-- EXERCISE MATERIAL follows --

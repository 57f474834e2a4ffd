//! OSC受信テスト
//!
//! pose-osc の送信内容を確認する。100件ごとに1件表示し、1000件ごとに集計を出す。

use anyhow::{Context, Result};
use rosc::{OscMessage, OscPacket, OscType};
use std::time::Instant;
use tokio::net::UdpSocket;

const DEFAULT_BIND: &str = "0.0.0.0:8000";
const PRINT_EVERY: u64 = 100;
const SUMMARY_EVERY: u64 = 1000;
const RECV_BUF_SIZE: usize = 65_536;

struct Stats {
    started: Instant,
    messages: u64,
    packets: u64,
    decode_errors: u64,
}

impl Stats {
    fn rate(&self) -> f64 {
        let secs = self.started.elapsed().as_secs_f64();
        if secs > 0.0 {
            self.messages as f64 / secs
        } else {
            0.0
        }
    }

    fn print_summary(&self, label: &str) {
        println!(
            "--- {}: {} messages / {} packets in {:.1}s ({:.0} msg/s), decode errors {} ---",
            label,
            self.messages,
            self.packets,
            self.started.elapsed().as_secs_f64(),
            self.rate(),
            self.decode_errors
        );
    }
}

fn format_arg(arg: &OscType) -> String {
    match arg {
        OscType::Float(v) => format!("{:.3}", v),
        OscType::Double(v) => format!("{:.3}", v),
        OscType::Int(v) => v.to_string(),
        OscType::Long(v) => v.to_string(),
        OscType::String(s) => format!("\"{}\"", s),
        other => format!("{:?}", other),
    }
}

fn format_message(msg: &OscMessage) -> String {
    let args: Vec<String> = msg.args.iter().map(format_arg).collect();
    format!("{} [{}]", msg.addr, args.join(", "))
}

/// バンドルは中身のメッセージに展開する
fn flatten(packet: OscPacket, out: &mut Vec<OscMessage>) {
    match packet {
        OscPacket::Message(msg) => out.push(msg),
        OscPacket::Bundle(bundle) => {
            for inner in bundle.content {
                flatten(inner, out);
            }
        }
    }
}

#[tokio::main]
async fn main() -> Result<()> {
    let bind = std::env::args().nth(1).unwrap_or_else(|| DEFAULT_BIND.to_string());
    let socket = UdpSocket::bind(&bind)
        .await
        .with_context(|| format!("failed to bind {}", bind))?;

    println!("=== OSC Receiver ===");
    println!("Listening on {}", socket.local_addr()?);
    println!("Ctrl-C で終了");
    println!();

    let mut stats = Stats {
        started: Instant::now(),
        messages: 0,
        packets: 0,
        decode_errors: 0,
    };
    let mut buf = vec![0u8; RECV_BUF_SIZE];
    let mut messages = Vec::new();

    let ctrl_c = tokio::signal::ctrl_c();
    tokio::pin!(ctrl_c);

    loop {
        tokio::select! {
            _ = &mut ctrl_c => break,
            received = socket.recv_from(&mut buf) => {
                let (len, from) = match received {
                    Ok(r) => r,
                    Err(e) => {
                        eprintln!("recv error: {}", e);
                        continue;
                    }
                };
                stats.packets += 1;

                let packet = match rosc::decoder::decode_udp(&buf[..len]) {
                    Ok((_, packet)) => packet,
                    Err(e) => {
                        stats.decode_errors += 1;
                        eprintln!("decode error from {}: {}", from, e);
                        continue;
                    }
                };

                messages.clear();
                flatten(packet, &mut messages);
                for msg in &messages {
                    stats.messages += 1;
                    if stats.messages % PRINT_EVERY == 0 {
                        println!(
                            "#{} {} ({:.0} msg/s)",
                            stats.messages,
                            format_message(msg),
                            stats.rate()
                        );
                    }
                    if stats.messages % SUMMARY_EVERY == 0 {
                        stats.print_summary("summary");
                    }
                }
            }
        }
    }

    println!();
    stats.print_summary("final");
    Ok(())
}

-- EXERCISE MATERIAL concluded --

> TASK BRIEF
In these entries, some lines may contain the string "received". Give the number of such lines and nothing more.

> WRITTEN SOLUTION
2